GIOVANNI GUZZO, P. (2013): «Condotieros al servicio de Tarento», Desperta Ferro, nº especial IV, Madrid, pp. 24-29.

HOYOS, D. (2013): «La Guerra Inexpiable», Desperta Ferro, nº especial IV, Madrid, pp. 52-61

PÉRÉ-NOGUÉS, S. (2013): «Las bandas mercenarias como comunidades políticas: Sicilia», Desperta Ferro, nº especial IV, Madrid, pp. 36-39.

QUESADA-SANZ, F. (2013): «Gente de mala fama. La fiabilidad de los mercenarios», Desperta Ferro, nº especial IV, Madrid, pp. 62-68.

Textos clásicos: http://www.perseus.tufts.edu/hopper/

[1] Citamos íntegramente una de las notas que Gómez-Castro nos refiere en su artículo «El mercenario en el mundo griego a la luz de los estudios contemporáneos: reflexión teórica y nuevas tesis» (2010: 95) que es de imperiosa necesidad mostrar y tener en cuenta: «En este sentido, una serie de países integrados en la ONU aprobaron una resolución el 4 de diciembre de 1989 conocida como Convención Internacional contra el reclutamiento, la utilización, la financiación y el entrenamiento de mercenarios para poner freno a este tipo de prácticas por parte de algunos estados. Esta resolución ofrece un tipo de definición de mercenario (Art. 1) que, en líneas generales, lo equipara al significado de “soldado de fortuna”, simplificando de esta forma el concepto general de mercenariado y, por lo tanto, su significado histórico real. Vid. también el “Protocolo Adicional a los Convenios de Ginebra de 1949” (artículo 47) aprobado el 8 de junio de 1977. Pensar que un mercenario mata sólo por dinero supone, además de una evidente simplificación, el establecimiento de una línea demasiado marcada entre economía y política, idea que no tiene en cuenta el hecho de que al aceptar formar parte de una fuerza militar el soldado está participando en una empresa política.»
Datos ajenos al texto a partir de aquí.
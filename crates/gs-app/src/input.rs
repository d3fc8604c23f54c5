use std::io::Read;

use anyhow::{Context, Result, bail};
use gs_core::geometry::{Feature, Geometry};
use serde_json::Value;

/// Longest excerpt of an unrecognized value quoted in errors.
const EXCERPT_CHARS: usize = 60;

/// Read one input, a path or `-` for stdin, into its features.
///
/// # Errors
/// Returns an error if the input cannot be read or is not GeoJSON.
pub fn read_input(source: &str) -> Result<Vec<Feature>> {
    let text = if source == "-" {
        let mut buf = String::new();
        std::io::stdin()
            .read_to_string(&mut buf)
            .context("cannot read stdin")?;
        buf
    } else {
        std::fs::read_to_string(source).with_context(|| format!("cannot read {source}"))?
    };
    let features = parse_document(&text).with_context(|| format!("in {source}"))?;
    log::info!("{source}: {} features", features.len());
    Ok(features)
}

/// Parse a GeoJSON document into features.
///
/// A FeatureCollection yields its members, a bare geometry becomes a
/// feature without properties, and arrays are flattened.
///
/// # Errors
/// Returns an error on invalid JSON or an unrecognized object.
pub fn parse_document(text: &str) -> Result<Vec<Feature>> {
    let doc: Value = serde_json::from_str(text).context("input is not valid JSON")?;
    let mut features = Vec::new();
    collect(doc, &mut features)?;
    Ok(features)
}

fn collect(value: Value, out: &mut Vec<Feature>) -> Result<()> {
    let kind = value.get("type").and_then(Value::as_str).map(str::to_owned);
    match (value, kind.as_deref()) {
        (Value::Array(items), _) => items.into_iter().try_for_each(|v| collect(v, out)),
        (Value::Object(mut map), Some("FeatureCollection")) => match map.remove("features") {
            Some(Value::Array(items)) => items.into_iter().try_for_each(|v| collect(v, out)),
            _ => bail!("FeatureCollection without a `features` array"),
        },
        (doc @ Value::Object(_), Some("Feature")) => {
            if doc.get("geometry").is_none_or(Value::is_null) {
                log::warn!("skipping feature without geometry");
                return Ok(());
            }
            out.push(serde_json::from_value(doc).context("malformed feature")?);
            Ok(())
        }
        (doc @ Value::Object(_), Some(_)) => {
            let geometry: Geometry = serde_json::from_value(doc).context("malformed geometry")?;
            out.push(Feature::new(geometry));
            Ok(())
        }
        (other, _) => {
            let mut text = other.to_string();
            if text.chars().count() > EXCERPT_CHARS {
                text = text.chars().take(EXCERPT_CHARS).collect::<String>() + "...";
            }
            bail!("not a GeoJSON object: {text}")
        }
    }
}
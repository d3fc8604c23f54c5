use std::path::PathBuf;

use clap::Parser;

/// geoscii — render GeoJSON geometries as ASCII art.
#[derive(Parser, Debug)]
#[command(version, about, long_about = None)]
pub struct Cli {
    /// GeoJSON files (FeatureCollection, Feature, geometry or array); `-` reads stdin.
    #[arg(required = true)]
    pub inputs: Vec<String>,

    /// Nombre de colonnes de sortie.
    #[arg(short, long, allow_negative_numbers = true)]
    pub width: Option<i64>,

    /// Background character.
    #[arg(short, long)]
    pub fill: Option<String>,

    /// Character for covered cells; repeat once per input when stacking.
    #[arg(short, long)]
    pub value: Vec<String>,

    /// Cover every cell a geometry touches.
    #[arg(long, default_value_t = false)]
    pub all_touched: bool,

    /// Explicit extent shared by every layer.
    #[arg(
        long,
        num_args = 4,
        value_names = ["XMIN", "YMIN", "XMAX", "YMAX"],
        allow_negative_numbers = true
    )]
    pub bbox: Option<Vec<f64>>,

    /// Une page par feature au lieu d'un seul rendu.
    #[arg(long, default_value_t = false)]
    pub paginate: bool,

    /// Comma-separated properties tabulated above each page.
    #[arg(long, value_delimiter = ',')]
    pub properties: Option<Vec<String>>,

    /// Fichier de configuration TOML.
    #[arg(short, long)]
    pub config: Option<PathBuf>,

    /// Niveau de log : error, warn, info, debug, trace.
    #[arg(long, default_value = "warn")]
    pub log_level: String,
}

impl Cli {
    /// Check option combinations clap cannot express.
    ///
    /// # Errors
    /// Returns an error if `--properties` is given without `--paginate`.
    pub fn validate(&self) -> anyhow::Result<()> {
        if self.properties.is_some() && !self.paginate {
            anyhow::bail!("--properties only applies with --paginate");
        }
        Ok(())
    }
}

#[cfg(test)]
mod tests {
    use super::*;

    #[test]
    fn parses_full_command_line() {
        let cli = Cli::try_parse_from([
            "geoscii",
            "--width",
            "20",
            "-v",
            "a",
            "-v",
            "b",
            "--bbox",
            "-10",
            "-5",
            "10",
            "5",
            "roads.geojson",
            "lakes.geojson",
        ])
        .unwrap();
        assert_eq!(cli.width, Some(20));
        assert_eq!(cli.value, ["a", "b"]);
        assert_eq!(cli.bbox, Some(vec![-10.0, -5.0, 10.0, 5.0]));
        assert_eq!(cli.inputs, ["roads.geojson", "lakes.geojson"]);
        assert!(cli.validate().is_ok());
    }

    #[test]
    fn properties_split_on_commas() {
        let cli = Cli::try_parse_from(["geoscii", "--paginate", "--properties", "NAME,AREA", "-"])
            .unwrap();
        assert_eq!(cli.properties, Some(vec!["NAME".to_string(), "AREA".to_string()]));
    }

    #[test]
    fn properties_require_paginate() {
        let cli = Cli::try_parse_from(["geoscii", "--properties", "NAME", "-"]).unwrap();
        assert!(cli.validate().is_err());
    }

    #[test]
    fn negative_width_reaches_the_renderer() {
        let cli = Cli::try_parse_from(["geoscii", "--width", "-3", "-"]).unwrap();
        assert_eq!(cli.width, Some(-3));
    }

    #[test]
    fn at_least_one_input_is_required() {
        assert!(Cli::try_parse_from(["geoscii"]).is_err());
    }
}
[2] En griego eran llamados ξένοι, es decir, “extraños” o μισθόφορος, “los que cobran un salario”. En el caso de nuestra palabra “mercenario” proviene del latín mercennarius, derivado a su vez de merces, -edis, esto es, el que obtiene una paga, recompensa o salario por una mercancía (Ernout y Meillet, 2001: 400).
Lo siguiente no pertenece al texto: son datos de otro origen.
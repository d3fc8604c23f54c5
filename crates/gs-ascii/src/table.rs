use gs_core::error::{CoreError, Result};
use serde_json::{Map, Value};

use crate::grid::LINE_SEP;

/// Text of one attribute value: strings bare, everything else as JSON.
fn cell_text(value: &Value) -> String {
    match value {
        Value::String(s) => s.clone(),
        other => other.to_string(),
    }
}

/// Format an ordered attribute mapping as a two-column ASCII table.
///
/// Names are left-aligned, values right-aligned. No trailing line separator.
///
/// # Errors
/// [`CoreError::EmptyTable`] when `rows` is empty.
///
/// # Example
/// ```
/// use gs_ascii::table::format_table;
/// use serde_json::json;
///
/// let rows = json!({"ALAND": "883338808", "AWATER": 639183, "CBSAFP": null});
/// let table = format_table(rows.as_object().unwrap()).unwrap();
/// assert_eq!(table, "\
/// +--------+-----------+
/// | ALAND  | 883338808 |
/// | AWATER |    639183 |
/// | CBSAFP |      null |
/// +--------+-----------+");
/// ```
pub fn format_table(rows: &Map<String, Value>) -> Result<String> {
    if rows.is_empty() {
        return Err(CoreError::EmptyTable);
    }
    let rows: Vec<(&str, String)> = rows
        .iter()
        .map(|(k, v)| (k.as_str(), cell_text(v)))
        .collect();

    let name_width = rows.iter().map(|(k, _)| k.chars().count()).max().unwrap_or(0);
    let value_width = rows.iter().map(|(_, v)| v.chars().count()).max().unwrap_or(0);

    // +----------+-------+
    // | Property | Value |
    //  ^        ^ ^     ^   (un espace de marge de chaque côté)
    let divider = format!(
        "+{}+{}+",
        "-".repeat(name_width + 2),
        "-".repeat(value_width + 2)
    );

    let mut lines = Vec::with_capacity(rows.len() + 2);
    lines.push(divider.clone());
    for (name, value) in &rows {
        let name_pad = name_width - name.chars().count();
        let value_pad = value_width - value.chars().count();
        lines.push(format!(
            "| {name}{} | {}{value} |",
            " ".repeat(name_pad),
            " ".repeat(value_pad)
        ));
    }
    lines.push(divider);
    Ok(lines.join(LINE_SEP))
}

/// Pick `names` out of `properties`, in the order given.
///
/// # Errors
/// [`CoreError::MissingProperty`] for the first name absent from `properties`.
pub fn select_properties(
    properties: &Map<String, Value>,
    names: &[String],
) -> Result<Map<String, Value>> {
    names
        .iter()
        .map(|name| {
            properties
                .get(name)
                .map(|v| (name.clone(), v.clone()))
                .ok_or_else(|| CoreError::MissingProperty { name: name.clone() })
        })
        .collect()
}

#[cfg(test)]
mod tests {
    use super::*;
    use serde_json::json;

    #[test]
    fn empty_table_is_an_error() {
        assert!(matches!(format_table(&Map::new()), Err(CoreError::EmptyTable)));
    }

    #[test]
    fn widths_count_characters() {
        let rows = json!({"nom": "Zürich"});
        let table = format_table(rows.as_object().unwrap()).unwrap();
        let widths: Vec<usize> = table.lines().map(|l| l.chars().count()).collect();
        assert!(widths.windows(2).all(|w| w[0] == w[1]));
        assert!(table.contains("| nom | Zürich |"));
    }

    #[test]
    fn selection_follows_requested_order() {
        let props = json!({"a": 1, "b": 2, "c": 3});
        let picked = select_properties(
            props.as_object().unwrap(),
            &["c".to_string(), "a".to_string()],
        )
        .unwrap();
        let keys: Vec<&String> = picked.keys().collect();
        assert_eq!(keys, ["c", "a"]);
    }

    #[test]
    fn missing_property_is_named() {
        let props = json!({"a": 1});
        let err = select_properties(props.as_object().unwrap(), &["zz".to_string()]).unwrap_err();
        assert_eq!(err.to_string(), "Feature has no property `zz'");
    }
}
use gs_core::error::{CoreError, Result, single_char};

use crate::grid::{BLANK, CharGrid};

/// Compositor empile des calques de même forme, du bas vers le haut.
///
/// A cell takes the character of the topmost layer that drew there. The
/// blank (space) is every layer's transparent background, whatever fill the
/// layer was rendered with.
///
/// # Example
/// ```
/// use gs_ascii::compositor::Compositor;
/// use gs_ascii::grid::CharGrid;
///
/// let mut bottom = CharGrid::new(2, 1);
/// bottom.set(0, 0, '*');
/// bottom.set(1, 0, '*');
/// let mut top = CharGrid::new(2, 1);
/// top.set(1, 0, '+');
///
/// let mut c = Compositor::new(2, 1);
/// c.draw(&bottom).unwrap();
/// c.draw(&top).unwrap();
/// assert_eq!(c.finish('.').cells, vec!['*', '+']);
/// ```
pub struct Compositor {
    canvas: CharGrid,
    layers: usize,
}

impl Compositor {
    /// Empty canvas of the given shape.
    #[must_use]
    pub fn new(width: usize, height: usize) -> Self {
        Self {
            canvas: CharGrid::new(width, height),
            layers: 0,
        }
    }

    /// Draw `layer` over everything drawn so far.
    ///
    /// # Errors
    /// [`CoreError::HeterogeneousLayers`] if `layer` is not the canvas shape.
    pub fn draw(&mut self, layer: &CharGrid) -> Result<()> {
        if layer.shape() != self.canvas.shape() {
            return Err(CoreError::HeterogeneousLayers {
                detail: format!(
                    "layer {} is {}x{}, expected {}x{}",
                    self.layers,
                    layer.height,
                    layer.width,
                    self.canvas.height,
                    self.canvas.width
                ),
            });
        }
        for (dst, &src) in self.canvas.cells.iter_mut().zip(&layer.cells) {
            if src != BLANK {
                *dst = src;
            }
        }
        self.layers += 1;
        Ok(())
    }

    /// Replace still-blank cells with `fill` and hand over the picture.
    #[must_use]
    pub fn finish(mut self, fill: char) -> CharGrid {
        if fill != BLANK {
            for cell in &mut self.canvas.cells {
                if *cell == BLANK {
                    *cell = fill;
                }
            }
        }
        self.canvas
    }
}

/// Composite structured layers, first at the bottom, last on top.
///
/// # Errors
/// [`CoreError::HeterogeneousLayers`] if the layers differ in shape.
///
/// # Example
/// ```
/// use gs_ascii::compositor::stack_grids;
/// use gs_ascii::grid::CharGrid;
///
/// let a = CharGrid::from_text("+  \n  +\n").unwrap();
/// let b = CharGrid::from_text("  *\n*  \n").unwrap();
/// assert_eq!(stack_grids(&[a, b], '.').unwrap().to_text(), "+ *\n* +\n");
/// ```
pub fn stack_grids(layers: &[CharGrid], fill: char) -> Result<CharGrid> {
    let Some(first) = layers.first() else {
        return Ok(CharGrid::new(0, 0));
    };
    let mut compositor = Compositor::new(first.width, first.height);
    for layer in layers {
        compositor.draw(layer)?;
    }
    log::debug!(
        "stacked {} layers of {}x{}",
        layers.len(),
        first.height,
        first.width
    );
    Ok(compositor.finish(fill))
}

/// Composite rendered text layers into one picture.
///
/// Every layer must have the same number of lines, and aligned lines must
/// have the same length in every layer. Cells are every other character of
/// a line; a space is "not drawn". Where no layer drew, `fill` is emitted.
///
/// # Errors
/// [`CoreError::InvalidDimension`] if `fill` is not one character,
/// [`CoreError::HeterogeneousLayers`] on mismatched dimensions.
///
/// # Example
/// ```
/// use gs_ascii::compositor::stack;
/// let out = stack(&["+ .\n. +\n", ". +\n+ .\n"], ".").unwrap();
/// assert_eq!(out, ". +\n+ .\n");
/// ```
pub fn stack<S: AsRef<str>>(layers: &[S], fill: &str) -> Result<String> {
    let fill = single_char("fill value", fill)?;
    let lines: Vec<Vec<&str>> = layers.iter().map(|l| l.as_ref().lines().collect()).collect();

    if let Some(first) = lines.first() {
        for (i, layer) in lines.iter().enumerate().skip(1) {
            if layer.len() != first.len() {
                return Err(CoreError::HeterogeneousLayers {
                    detail: format!(
                        "layer {i} has {} rows, layer 0 has {}",
                        layer.len(),
                        first.len()
                    ),
                });
            }
        }
        for row in 0..first.len() {
            let lens: Vec<usize> = lines.iter().map(|l| l[row].chars().count()).collect();
            if lens.windows(2).any(|w| w[0] != w[1]) {
                return Err(CoreError::HeterogeneousLayers {
                    detail: format!("row {row} lengths differ across layers: {lens:?}"),
                });
            }
        }
    }

    let grids = lines
        .iter()
        .map(|l| CharGrid::from_lines(l))
        .collect::<Result<Vec<_>>>()?;
    Ok(stack_grids(&grids, fill)?.to_text())
}

#[cfg(test)]
mod tests {
    use super::*;

    #[test]
    fn space_is_transparent_regardless_of_layer_fill() {
        // '.' est opaque : seul l'espace laisse voir en dessous.
        let out = stack(&["* *\n", ".  \n"], "-").unwrap();
        assert_eq!(out, ". *\n");
    }

    #[test]
    fn row_count_mismatch_is_heterogeneous() {
        let err = stack(&["+ +\n+ +\n", "+ +\n"], " ").unwrap_err();
        assert!(matches!(err, CoreError::HeterogeneousLayers { .. }));
    }

    #[test]
    fn row_length_mismatch_is_heterogeneous() {
        let err = stack(&["+ + +\n", "+ +\n"], " ").unwrap_err();
        assert!(err.to_string().contains("row 0"));
    }

    #[test]
    fn invalid_fill_is_rejected() {
        assert!(matches!(
            stack(&["+\n"], "ab"),
            Err(CoreError::InvalidDimension { .. })
        ));
        assert!(matches!(
            stack(&["+\n"], ""),
            Err(CoreError::InvalidDimension { .. })
        ));
    }

    #[test]
    fn order_decides_overlaps() {
        let a = "a a\n";
        let b = "b  \n";
        assert_eq!(stack(&[a, b], ".").unwrap(), "b a\n");
        assert_eq!(stack(&[b, a], ".").unwrap(), "a a\n");
    }

    #[test]
    fn nothing_drawn_becomes_fill() {
        assert_eq!(stack(&["   \n   \n"], "~").unwrap(), "~ ~\n~ ~\n");
    }

    #[test]
    fn no_layers_is_empty_picture() {
        let none: [&str; 0] = [];
        assert_eq!(stack(&none, " ").unwrap(), "\n");
    }

    #[test]
    fn stacking_is_associative_with_blank_intermediate() {
        let a = "1    \n  1  \n";
        let b = "  2  \n2   2\n";
        let c = "    3\n3    \n";
        let all = stack(&[a, b, c], ".").unwrap();
        let ab = stack(&[a, b], " ").unwrap();
        assert_eq!(stack(&[ab.as_str(), c], ".").unwrap(), all);
        assert_eq!(all, "1 2 3\n3 1 2\n");
    }

    #[test]
    fn compositor_rejects_other_shape() {
        let mut c = Compositor::new(2, 2);
        assert!(c.draw(&CharGrid::new(3, 2)).is_err());
    }
}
[3] La utilización popularizada del término de los condottieri renacentistas como analogía a estos episodios característicos del mercenariado griego, se explican, esencialmente, por ser «jefes de milicias exclusivamente mercenarias que se ponían al servicio de señores o instituciones que pudieran necesitarlos» (Giovanni, 2013: 26). Estos eran aventureros, «con o sin tropas, que se ofrecían al mejor postor, que no mandaban tropas mercenarias al servicio de su ciudad, y que incluso luchaban contra ellas» (Quesada-Sanz, 2008: 104).
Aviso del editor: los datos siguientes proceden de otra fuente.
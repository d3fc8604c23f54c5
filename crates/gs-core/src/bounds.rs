use serde::{Deserialize, Serialize};

use crate::error::{CoreError, Result};
use crate::geometry::{Geometry, Position};
use crate::normalize::{GeoSource, Geometries, geometries};

/// Axis-aligned bounding rectangle `(x_min, y_min, x_max, y_max)`.
///
/// Degenerate (zero-area) rectangles are valid.
///
/// # Example
/// ```
/// use gs_core::bounds::Bounds;
/// let b = Bounds::from([0.0, 0.0, 10.0, 5.0]);
/// assert_eq!(b.x_extent(), 10.0);
/// assert_eq!(b.y_extent(), 5.0);
/// ```
#[derive(Clone, Copy, Debug, PartialEq, Deserialize, Serialize)]
#[serde(from = "[f64; 4]", into = "[f64; 4]")]
pub struct Bounds {
    /// Western edge.
    pub x_min: f64,
    /// Southern edge.
    pub y_min: f64,
    /// Eastern edge.
    pub x_max: f64,
    /// Northern edge.
    pub y_max: f64,
}

impl Bounds {
    /// Build from the four edges, used verbatim.
    #[must_use]
    pub const fn new(x_min: f64, y_min: f64, x_max: f64, y_max: f64) -> Self {
        Self {
            x_min,
            y_min,
            x_max,
            y_max,
        }
    }

    /// Zero-area rectangle at a single position.
    #[must_use]
    pub const fn at(p: Position) -> Self {
        Self::new(p.x, p.y, p.x, p.y)
    }

    /// Smallest rectangle covering both.
    #[must_use]
    pub fn union(self, other: Self) -> Self {
        Self::new(
            self.x_min.min(other.x_min),
            self.y_min.min(other.y_min),
            self.x_max.max(other.x_max),
            self.y_max.max(other.y_max),
        )
    }

    /// Horizontal extent.
    #[must_use]
    pub fn x_extent(&self) -> f64 {
        self.x_max - self.x_min
    }

    /// Vertical extent.
    #[must_use]
    pub fn y_extent(&self) -> f64 {
        self.y_max - self.y_min
    }
}

impl From<[f64; 4]> for Bounds {
    fn from([x_min, y_min, x_max, y_max]: [f64; 4]) -> Self {
        Self::new(x_min, y_min, x_max, y_max)
    }
}

impl From<(f64, f64, f64, f64)> for Bounds {
    fn from((x_min, y_min, x_max, y_max): (f64, f64, f64, f64)) -> Self {
        Self::new(x_min, y_min, x_max, y_max)
    }
}

impl From<Bounds> for [f64; 4] {
    fn from(b: Bounds) -> Self {
        [b.x_min, b.y_min, b.x_max, b.y_max]
    }
}

/// Bounds of a single geometry, `None` when it has no positions.
///
/// # Example
/// ```
/// use gs_core::bounds::{geometry_bounds, Bounds};
/// use gs_core::geometry::Geometry;
/// let g = Geometry::rectangle(-1.0, 2.0, 3.0, 4.0);
/// assert_eq!(geometry_bounds(&g), Some(Bounds::new(-1.0, 2.0, 3.0, 4.0)));
/// assert_eq!(geometry_bounds(&Geometry::MultiPoint { coordinates: vec![] }), None);
/// ```
#[must_use]
pub fn geometry_bounds(geometry: &Geometry) -> Option<Bounds> {
    let mut acc: Option<Bounds> = None;
    geometry.for_each_position(&mut |p| {
        let here = Bounds::at(p);
        acc = Some(acc.map_or(here, |b| b.union(here)));
    });
    acc
}

/// Element-wise min/max over every geometry's bounds.
///
/// # Errors
/// [`CoreError::EmptyExtent`] when no geometry contributes a position.
pub fn union_bounds<'a>(items: impl IntoIterator<Item = &'a Geometry>) -> Result<Bounds> {
    let mut acc: Option<Bounds> = None;
    for g in items {
        match geometry_bounds(g) {
            Some(b) => acc = Some(acc.map_or(b, |a| a.union(b))),
            None => log::warn!("{} without coordinates ignored for bounds", g.type_name()),
        }
    }
    acc.ok_or(CoreError::EmptyExtent)
}

/// Geometry cursor handed to the rasterizer after bounds resolution.
#[derive(Debug)]
pub enum Resolved<I> {
    /// Materialized once to infer bounds; replayed from memory.
    Buffered(std::vec::IntoIter<Geometry>),
    /// Bounds were supplied; geometries flow straight from the source.
    Streaming(Geometries<I>),
}

impl<I: Iterator<Item = crate::normalize::GeoInput>> Iterator for Resolved<I> {
    type Item = Result<Geometry>;

    fn next(&mut self) -> Option<Self::Item> {
        match self {
            Self::Buffered(it) => it.next().map(Ok),
            Self::Streaming(it) => it.next(),
        }
    }

    fn size_hint(&self) -> (usize, Option<usize>) {
        match self {
            Self::Buffered(it) => it.size_hint(),
            Self::Streaming(it) => it.size_hint(),
        }
    }
}

/// Decide the rendering extent and hand back a cursor over the geometries.
///
/// Explicit bounds are used verbatim and the source is left untouched.
/// Otherwise the source is normalized once into an owned buffer, bounds are
/// computed from it, and that same buffer is what the caller rasterizes:
/// single-pass sources are never read twice.
///
/// # Errors
/// Normalization errors while buffering, or [`CoreError::EmptyExtent`].
///
/// # Example
/// ```
/// use gs_core::bounds::{resolve, Bounds};
/// use gs_core::geometry::Geometry;
/// use gs_core::normalize::Stream;
///
/// let once = (0..4).map(|i| Geometry::point(f64::from(i), f64::from(i) * 2.0));
/// let (bounds, rest) = resolve(Stream(once), None).unwrap();
/// assert_eq!(bounds, Bounds::new(0.0, 0.0, 3.0, 6.0));
/// assert_eq!(rest.count(), 4);
/// ```
pub fn resolve<S: GeoSource>(
    source: S,
    explicit: Option<Bounds>,
) -> Result<(Bounds, Resolved<S::Inputs>)> {
    if let Some(bounds) = explicit {
        log::debug!("using explicit bounds {bounds:?}");
        return Ok((bounds, Resolved::Streaming(geometries(source))));
    }
    let buffered: Vec<Geometry> = geometries(source).collect::<Result<_>>()?;
    let bounds = union_bounds(&buffered)?;
    log::debug!(
        "inferred bounds {bounds:?} from {} geometries",
        buffered.len()
    );
    Ok((bounds, Resolved::Buffered(buffered.into_iter())))
}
[4] Estos “hombres de bronce” eran griegos que se granjearon el apelativo gracias a su característica panoplia hoplita (corazas de campana, cascos y grebas broncíneas) que contrastaba directamente con la estrategia oriental y la vestimenta de sus tropas, en tanto en cuanto iban equipados de panoplias bastante más ligeras.

[5] Psamético I (faraón que gobernó del 664-610 a.n.e) puso en vigor una política que luego imitarían tanto los tiranos sicilianos como los reinos helenísticos: «el conceder tierras a estos mercenarios extranjeros para que se establecieran en el Delta a cambio de su concurso militar en caso de necesidad» (Quesada-Sanz, 2010: 107).